_What the exercise asks_
When you reach the line containing "pub enum Severity", stop after it; until then, copy each line of the listing exactly, starting with the first.

[Records]

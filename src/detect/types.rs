//! Core types for detection results.

use std::time::Duration;

use serde::{Deserialize, Serialize};

use crate::analysis::UnitId;
use crate::parser::{SourceUnit, Span, SyntaxNode};

/// Severity levels for violations, most severe first.
#[derive(Debug, Clone, Copy, PartialEq, Eq, Hash, PartialOrd, Ord, Serialize, Deserialize)]
#[serde(rename_all = "lowercase")]
pub enum Severity {
    Critical,
    High,
    Medium,
    Low,
}

impl Severity {
    pub const ALL: [Severity; 4] = [
        Severity::Critical,
        Severity::High,
        Severity::Medium,
        Severity::Low,
    ];

    /// Weight used by the compliance density.
    pub fn weight(&self) -> f64 {
        match self {
            Severity::Critical => 4.0,
            Severity::High => 2.0,
            Severity::Medium => 1.0,
            Severity::Low => 0.25,
        }
    }

    pub fn as_str(&self) -> &'static str {
        match self {
            Severity::Critical => "critical",
            Severity::High => "high",
            Severity::Medium => "medium",
            Severity::Low => "low",
        }
    }
}

impl std::fmt::Display for Severity {
    fn fmt(&self, f: &mut std::fmt::Formatter<'_>) -> std::fmt::Result {
        write!(f, "{}", self.as_str())
    }
}

impl std::str::FromStr for Severity {
    type Err = String;

    fn from_str(s: &str) -> Result<Self, Self::Err> {
        match s.to_lowercase().as_str() {
            "critical" => Ok(Severity::Critical),
            "high" => Ok(Severity::High),
            "medium" => Ok(Severity::Medium),
            "low" => Ok(Severity::Low),
            _ => Err(format!("unknown severity: {}", s)),
        }
    }
}

/// The nine forms of connascence.
#[derive(Debug, Clone, Copy, PartialEq, Eq, Hash, PartialOrd, Ord, Serialize, Deserialize)]
#[serde(rename_all = "snake_case")]
pub enum ConnascenceKind {
    Name,
    Type,
    Meaning,
    Position,
    Algorithm,
    Execution,
    Timing,
    Value,
    Identity,
}

impl ConnascenceKind {
    pub const ALL: [ConnascenceKind; 9] = [
        ConnascenceKind::Name,
        ConnascenceKind::Type,
        ConnascenceKind::Meaning,
        ConnascenceKind::Position,
        ConnascenceKind::Algorithm,
        ConnascenceKind::Execution,
        ConnascenceKind::Timing,
        ConnascenceKind::Value,
        ConnascenceKind::Identity,
    ];

    pub fn as_str(&self) -> &'static str {
        match self {
            ConnascenceKind::Name => "name",
            ConnascenceKind::Type => "type",
            ConnascenceKind::Meaning => "meaning",
            ConnascenceKind::Position => "position",
            ConnascenceKind::Algorithm => "algorithm",
            ConnascenceKind::Execution => "execution",
            ConnascenceKind::Timing => "timing",
            ConnascenceKind::Value => "value",
            ConnascenceKind::Identity => "identity",
        }
    }

    /// Rule id and detector name, e.g. `connascence_of_meaning`.
    pub fn rule_id(&self) -> &'static str {
        match self {
            ConnascenceKind::Name => "connascence_of_name",
            ConnascenceKind::Type => "connascence_of_type",
            ConnascenceKind::Meaning => "connascence_of_meaning",
            ConnascenceKind::Position => "connascence_of_position",
            ConnascenceKind::Algorithm => "connascence_of_algorithm",
            ConnascenceKind::Execution => "connascence_of_execution",
            ConnascenceKind::Timing => "connascence_of_timing",
            ConnascenceKind::Value => "connascence_of_value",
            ConnascenceKind::Identity => "connascence_of_identity",
        }
    }

    /// Default severity from the per-category weight table.
    pub fn default_severity(&self) -> Severity {
        match self {
            ConnascenceKind::Name => Severity::Low,
            ConnascenceKind::Type
            | ConnascenceKind::Meaning
            | ConnascenceKind::Position
            | ConnascenceKind::Value => Severity::Medium,
            ConnascenceKind::Algorithm
            | ConnascenceKind::Execution
            | ConnascenceKind::Timing
            | ConnascenceKind::Identity => Severity::High,
        }
    }
}

/// The five safety rules.
#[derive(Debug, Clone, Copy, PartialEq, Eq, Hash, PartialOrd, Ord, Serialize, Deserialize)]
#[serde(rename_all = "snake_case")]
pub enum SafetyRule {
    BoundedIndexing,
    BoundedAllocation,
    FunctionSize,
    AssertionDensity,
    ReturnValueCheck,
}

impl SafetyRule {
    pub const ALL: [SafetyRule; 5] = [
        SafetyRule::BoundedIndexing,
        SafetyRule::BoundedAllocation,
        SafetyRule::FunctionSize,
        SafetyRule::AssertionDensity,
        SafetyRule::ReturnValueCheck,
    ];

    /// Rule id and detector name.
    pub fn rule_id(&self) -> &'static str {
        match self {
            SafetyRule::BoundedIndexing => "bounded_indexing",
            SafetyRule::BoundedAllocation => "bounded_allocation",
            SafetyRule::FunctionSize => "function_size",
            SafetyRule::AssertionDensity => "assertion_density",
            SafetyRule::ReturnValueCheck => "return_value_check",
        }
    }
}

/// What a violation is about.
#[derive(Debug, Clone, Copy, PartialEq, Eq, Hash, PartialOrd, Ord, Serialize, Deserialize)]
#[serde(tag = "family", content = "kind", rename_all = "snake_case")]
pub enum Category {
    Connascence(ConnascenceKind),
    Safety(SafetyRule),
}

impl Category {
    pub fn is_safety(&self) -> bool {
        matches!(self, Category::Safety(_))
    }

    /// Stable label used for per-category counts, e.g. `connascence.meaning`.
    pub fn label(&self) -> String {
        match self {
            Category::Connascence(kind) => format!("connascence.{}", kind.as_str()),
            Category::Safety(rule) => format!("safety.{}", rule.rule_id()),
        }
    }
}

impl std::fmt::Display for Category {
    fn fmt(&self, f: &mut std::fmt::Formatter<'_>) -> std::fmt::Result {
        write!(f, "{}", self.label())
    }
}

/// The function a violation sits in.
#[derive(Debug, Clone, PartialEq, Eq, Hash, Serialize, Deserialize)]
pub struct FunctionScope {
    pub name: String,
    pub line: u32,
}

/// A single detected issue.
#[derive(Debug, Clone, PartialEq, Serialize, Deserialize)]
pub struct Violation {
    pub rule_id: String,
    pub category: Category,
    pub severity: Severity,
    pub file: String,
    pub line: u32,
    pub column: u32,
    /// (line, column) where the offending span ends.
    pub span_end: (u32, u32),
    pub message: String,
    #[serde(skip_serializing_if = "Option::is_none")]
    pub suggested_fix: Option<String>,
    #[serde(default, skip_serializing_if = "Option::is_none")]
    pub function: Option<FunctionScope>,
}

impl Violation {
    /// A violation located at `span` in `unit`.
    pub fn new(
        rule_id: &str,
        category: Category,
        severity: Severity,
        unit: &SourceUnit,
        span: &Span,
        message: impl Into<String>,
    ) -> Self {
        Self {
            rule_id: rule_id.to_string(),
            category,
            severity,
            file: unit.path.clone(),
            line: span.start_line,
            column: span.start_col,
            span_end: (span.end_line, span.end_col),
            message: message.into(),
            suggested_fix: None,
            function: None,
        }
    }

    pub fn with_fix(mut self, fix: impl Into<String>) -> Self {
        self.suggested_fix = Some(fix.into());
        self
    }

    /// Record the enclosing function, if there is one.
    pub fn in_function(mut self, function: Option<&SyntaxNode>) -> Self {
        self.function = function.map(|f| FunctionScope {
            name: f.name.clone().unwrap_or_else(|| "<anonymous>".to_string()),
            line: f.span.start_line,
        });
        self
    }

    /// Create a unique key for this violation (for deduplication/comparison).
    pub fn key(&self) -> String {
        format!(
            "{}|{}|{}:{}|{}",
            self.rule_id, self.file, self.line, self.column, self.message
        )
    }
}

/// Output of one detector on one unit. Never mutated after creation.
#[derive(Debug, Clone, Serialize, Deserialize)]
pub struct DetectorResult {
    pub detector_name: String,
    pub detector_version: String,
    pub unit: UnitId,
    pub file: String,
    pub violations: Vec<Violation>,
    pub duration: Duration,
    /// Set when the detector failed; `violations` is then empty.
    pub failure: Option<String>,
}

/// A file that could not be parsed.
#[derive(Debug, Clone, PartialEq, Eq, Serialize, Deserialize)]
pub struct IngestionFailure {
    pub path: String,
    pub reason: String,
}

/// A detector that failed on one unit.
#[derive(Debug, Clone, PartialEq, Eq, Serialize, Deserialize)]
pub struct DetectorFailure {
    pub detector: String,
    pub path: String,
    pub reason: String,
}

#[cfg(test)]
mod tests {
    use super::*;

    #[test]
    fn test_severity_order_and_weights() {
        let mut severities = vec![Severity::Low, Severity::Critical, Severity::Medium, Severity::High];
        severities.sort();
        assert_eq!(severities, Severity::ALL.to_vec());
        assert_eq!(Severity::Critical.weight(), 4.0);
        assert_eq!(Severity::Low.weight(), 0.25);
        assert_eq!("HIGH".parse::<Severity>().unwrap(), Severity::High);
        assert!("fatal".parse::<Severity>().is_err());
    }

    #[test]
    fn test_category_weight_table() {
        assert_eq!(ConnascenceKind::Algorithm.default_severity(), Severity::High);
        assert_eq!(ConnascenceKind::Execution.default_severity(), Severity::High);
        assert_eq!(ConnascenceKind::Meaning.default_severity(), Severity::Medium);
        assert_eq!(ConnascenceKind::Value.default_severity(), Severity::Medium);
    }

    #[test]
    fn test_category_serialization() {
        let json = serde_json::to_string(&Category::Safety(SafetyRule::FunctionSize)).unwrap();
        assert_eq!(json, r#"{"family":"safety","kind":"function_size"}"#);
        assert_eq!(
            Category::Connascence(ConnascenceKind::Position).label(),
            "connascence.position"
        );
    }
}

[/Records]

_Response below_
filename src/detect/types.rs
//! Core types for detection results.

use std::time::Duration;

use serde::{Deserialize, Serialize};

use crate::analysis::UnitId;
use crate::parser::{SourceUnit, Span, SyntaxNode};

/// Severity levels for violations, most severe first.
#[derive(Debug, Clone, Copy, PartialEq, Eq, Hash, PartialOrd, Ord, Serialize, Deserialize)]
#[serde(rename_all = "lowercase")]
pub enum Severity {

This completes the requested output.